2. Inflammatory Joint Diseases (IJD): Psoriatic Arthritis (PsA) affects up to 30% of Ps patients and leads to joint pain, stiffness and swelling. Debilitating joint degeneration also occurs in Osteoarthritis (OA), the most common joint disease affecting millions of people. OA, where the cartilage is slowly eroded, is a disease affecting the entire joint, with an important role for inflammation. We studied how inflammation/immune system perturbations affect joint degeneration and metabolism in OA and how perturbations in skin-immune system interactions lead to distant effects on the joints in PsA, but also surprisingly in some forms of AD. We discovered important commonalities and differences by comparing different joint diseases and proposed new molecules that could be used as biomarkers after clinical validation. We also made unanticipated discoveries that could be useful for the management of bone cancer (osteosarcoma).

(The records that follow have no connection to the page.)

//! Strategy edit events.
//!
//! Every mutation of a canonical strategy is an immutable event in an
//! append-only log; current state is only ever derived by folding the log.
//! Parameter updates address fields through [`ParamPath`], a closed typed
//! enum serialized as its dotted wire form, so an event can never create a
//! nested shape the schema does not have.

use chrono::{DateTime, Utc};
use serde::{Deserialize, Serialize};
use uuid::Uuid;

use crate::domain::canonical::{Direction, Pattern};
use crate::domain::error::ReplayError;
use crate::domain::instrument::InstrumentSpec;

/// Current on-disk format of the event log. Pre-migration records carry no
/// version marker and are lifted through `replay::from_canonical`.
pub const EVENT_LOG_VERSION: u32 = 1;

/// Typed address of one updatable canonical field.
#[derive(Debug, Clone, Copy, PartialEq, Eq, Hash)]
pub enum ParamPath {
    Direction,
    StopLossType,
    StopLossValue,
    TakeProfitType,
    TakeProfitValue,
    PositionSizing,
    RiskPercent,
    Contracts,
    MaxContracts,
    Session,
    CustomStart,
    CustomEnd,
    Timezone,
    OrbPeriodMinutes,
    OrbEntryOn,
    EmaPeriod,
    EmaPullbackConfirmation,
    RsiFilterPeriod,
    RsiFilterThreshold,
    RsiFilterDirection,
    BreakoutLookback,
    BreakoutLevelType,
    BreakoutConfirmation,
}

impl ParamPath {
    pub const ALL: [ParamPath; 23] = [
        ParamPath::Direction,
        ParamPath::StopLossType,
        ParamPath::StopLossValue,
        ParamPath::TakeProfitType,
        ParamPath::TakeProfitValue,
        ParamPath::PositionSizing,
        ParamPath::RiskPercent,
        ParamPath::Contracts,
        ParamPath::MaxContracts,
        ParamPath::Session,
        ParamPath::CustomStart,
        ParamPath::CustomEnd,
        ParamPath::Timezone,
        ParamPath::OrbPeriodMinutes,
        ParamPath::OrbEntryOn,
        ParamPath::EmaPeriod,
        ParamPath::EmaPullbackConfirmation,
        ParamPath::RsiFilterPeriod,
        ParamPath::RsiFilterThreshold,
        ParamPath::RsiFilterDirection,
        ParamPath::BreakoutLookback,
        ParamPath::BreakoutLevelType,
        ParamPath::BreakoutConfirmation,
    ];

    /// Dotted wire form, identical to the persisted snapshot's field layout.
    pub const fn as_str(&self) -> &'static str {
        match self {
            ParamPath::Direction => "direction",
            ParamPath::StopLossType => "exit.stopLoss.type",
            ParamPath::StopLossValue => "exit.stopLoss.value",
            ParamPath::TakeProfitType => "exit.takeProfit.type",
            ParamPath::TakeProfitValue => "exit.takeProfit.value",
            ParamPath::PositionSizing => "risk.positionSizing",
            ParamPath::RiskPercent => "risk.riskPercent",
            ParamPath::Contracts => "risk.contracts",
            ParamPath::MaxContracts => "risk.maxContracts",
            ParamPath::Session => "time.session",
            ParamPath::CustomStart => "time.customStart",
            ParamPath::CustomEnd => "time.customEnd",
            ParamPath::Timezone => "time.timezone",
            ParamPath::OrbPeriodMinutes => "entry.periodMinutes",
            ParamPath::OrbEntryOn => "entry.entryOn",
            ParamPath::EmaPeriod => "entry.emaPeriod",
            ParamPath::EmaPullbackConfirmation => "entry.pullbackConfirmation",
            ParamPath::RsiFilterPeriod => "entry.rsiFilter.period",
            ParamPath::RsiFilterThreshold => "entry.rsiFilter.threshold",
            ParamPath::RsiFilterDirection => "entry.rsiFilter.direction",
            ParamPath::BreakoutLookback => "entry.lookbackPeriod",
            ParamPath::BreakoutLevelType => "entry.levelType",
            ParamPath::BreakoutConfirmation => "entry.confirmation",
        }
    }
}

impl std::fmt::Display for ParamPath {
    fn fmt(&self, f: &mut std::fmt::Formatter<'_>) -> std::fmt::Result {
        f.write_str(self.as_str())
    }
}

impl std::str::FromStr for ParamPath {
    type Err = ReplayError;

    fn from_str(s: &str) -> Result<Self, Self::Err> {
        ParamPath::ALL
            .into_iter()
            .find(|p| p.as_str() == s)
            .ok_or_else(|| ReplayError::UnknownPath {
                path: s.to_string(),
            })
    }
}

impl Serialize for ParamPath {
    fn serialize<S: serde::Serializer>(&self, serializer: S) -> Result<S::Ok, S::Error> {
        serializer.serialize_str(self.as_str())
    }
}

impl<'de> Deserialize<'de> for ParamPath {
    fn deserialize<D: serde::Deserializer<'de>>(deserializer: D) -> Result<Self, D::Error> {
        let s = String::deserialize(deserializer)?;
        s.parse().map_err(serde::de::Error::custom)
    }
}

/// Scalar payload of a parameter update.
#[derive(Debug, Clone, PartialEq, Serialize, Deserialize)]
#[serde(untagged)]
pub enum ParamValue {
    Number(f64),
    Text(String),
    Flag(bool),
}

impl From<f64> for ParamValue {
    fn from(v: f64) -> Self {
        ParamValue::Number(v)
    }
}

impl From<u32> for ParamValue {
    fn from(v: u32) -> Self {
        ParamValue::Number(f64::from(v))
    }
}

impl From<&str> for ParamValue {
    fn from(v: &str) -> Self {
        ParamValue::Text(v.to_string())
    }
}

impl From<bool> for ParamValue {
    fn from(v: bool) -> Self {
        ParamValue::Flag(v)
    }
}

/// One smart default announced to the user alongside its explanation.
#[derive(Debug, Clone, PartialEq, Serialize, Deserialize)]
pub struct AppliedDefault {
    pub path: ParamPath,
    pub value: ParamValue,
    pub explanation: String,
}

/// The change itself, tagged by kind on the wire.
#[derive(Debug, Clone, PartialEq, Serialize, Deserialize)]
#[serde(tag = "type")]
pub enum EventKind {
    #[serde(rename_all = "camelCase")]
    StrategyCreated {
        pattern: Pattern,
        instrument: InstrumentSpec,
        direction: Direction,
        initial_message: String,
    },
    #[serde(rename_all = "camelCase")]
    ParamUpdated {
        path: ParamPath,
        value: ParamValue,
        #[serde(default, skip_serializing_if = "Option::is_none")]
        previous_value: Option<ParamValue>,
        #[serde(default)]
        was_defaulted: bool,
    },
    #[serde(rename_all = "camelCase")]
    PatternChanged {
        from_pattern: Pattern,
        to_pattern: Pattern,
    },
    DefaultsApplied { defaults: Vec<AppliedDefault> },
}

impl EventKind {
    pub const fn name(&self) -> &'static str {
        match self {
            EventKind::StrategyCreated { .. } => "StrategyCreated",
            EventKind::ParamUpdated { .. } => "ParamUpdated",
            EventKind::PatternChanged { .. } => "PatternChanged",
            EventKind::DefaultsApplied { .. } => "DefaultsApplied",
        }
    }
}

/// An immutable log entry: unique id, wall-clock timestamp, and the change.
#[derive(Debug, Clone, PartialEq, Serialize, Deserialize)]
pub struct StrategyEvent {
    pub id: Uuid,
    pub timestamp: DateTime<Utc>,
    #[serde(flatten)]
    pub kind: EventKind,
}

impl StrategyEvent {
    pub fn new(kind: EventKind) -> Self {
        Self {
            id: Uuid::new_v4(),
            timestamp: Utc::now(),
            kind,
        }
    }
}

/// Ordered, append-only event sequence with its format-version marker.
#[derive(Debug, Clone, PartialEq, Serialize, Deserialize)]
pub struct EventLog {
    pub version: u32,
    pub events: Vec<StrategyEvent>,
}

impl Default for EventLog {
    fn default() -> Self {
        Self::new()
    }
}

impl EventLog {
    pub fn new() -> Self {
        Self {
            version: EVENT_LOG_VERSION,
            events: Vec::new(),
        }
    }

    pub fn from_events(events: Vec<StrategyEvent>) -> Self {
        Self {
            version: EVENT_LOG_VERSION,
            events,
        }
    }

    /// Append a new event and return a reference to it.
    pub fn append(&mut self, kind: EventKind) -> &StrategyEvent {
        self.events.push(StrategyEvent::new(kind));
        &self.events[self.events.len() - 1]
    }

    pub fn len(&self) -> usize {
        self.events.len()
    }

    pub fn is_empty(&self) -> bool {
        self.events.is_empty()
    }
}
fn extract_breakout(text: &str) -> EntrySetup {
    let lookback_period = first_number(text)
        .map(|n| clamp_u32(n, 2, 500))
        .unwrap_or(20);

    let mentions_resistance = contains_word(text, "resistance") || text.contains("break above");
    let mentions_support = contains_word(text, "support") || text.contains("break below");
    let level_type = match (mentions_resistance, mentions_support) {
        (true, false) => LevelType::Resistance,
        (false, true) => LevelType::Support,
        _ => LevelType::Both,
    };

    let confirmation = if contains_word(text, "volume") {
        BreakoutConfirmation::Volume
    } else if text.contains("no confirmation") || text.contains("immediate") {
        BreakoutConfirmation::None
    } else {
        BreakoutConfirmation::Close
    };

    EntrySetup::Breakout {
        lookback_period,
        level_type,
        confirmation,
    }
}

/// Whole-word containment: "long" matches, "along" does not.
fn contains_word(text: &str, word: &str) -> bool {
    let mut start = 0;
    while let Some(at) = text[start..].find(word) {
        let begin = start + at;
        let end = begin + word.len();
        let boundary_before = begin == 0
            || !text[..begin]
                .chars()
                .next_back()
                .is_some_and(|c| c.is_alphanumeric());
        let boundary_after = !text[end..].chars().next().is_some_and(|c| c.is_alphanumeric());
        if boundary_before && boundary_after {
            return true;
        }
        start = end;
    }
    false
}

3. Cancer associated Cachexia (CAC): is a disorder of the whole body affecting 50-80% of cancer patients, characterized by involuntary loss of body weight due to wasting of muscles and fat. CAC is detrimental to cancer patients’ quality of life and considered the immediate cause of death for a third of of cancer patients. It is therefore very important to find biomarkers to predict which patient is likely to develop CAC to adapt treatment and lifestyle to prevent or delay cachexia as much as possible. We studied how uncontrolled inflammation, perturbed hormone balance and the nervous system operate and interact during CAC using model systems that mimic the patient situation. We experimentally demonstrated that inflammation and the beta-adrenergic system are important players that should be closely monitored in patients. In addition, we showed how immune cells interact with the sympathetic nervous system during CAC and unravelled unanticipated implications of inflammation in skin and liver cancer. Once validated by clinicians, our findings will likely translate into new biomarkers that will help improve CAC and more generally cancer prevention and treatment.
In conclusion, the CSI-fun project not only allowed us to gain a better understanding of Chronic Systemic Inflammation, but also led to discoveries that will help improve the management of Atopic Dermatitis, Psoriasis, Arthritis and Cancer and decrease the societal burden of these common, but very detrimental diseases.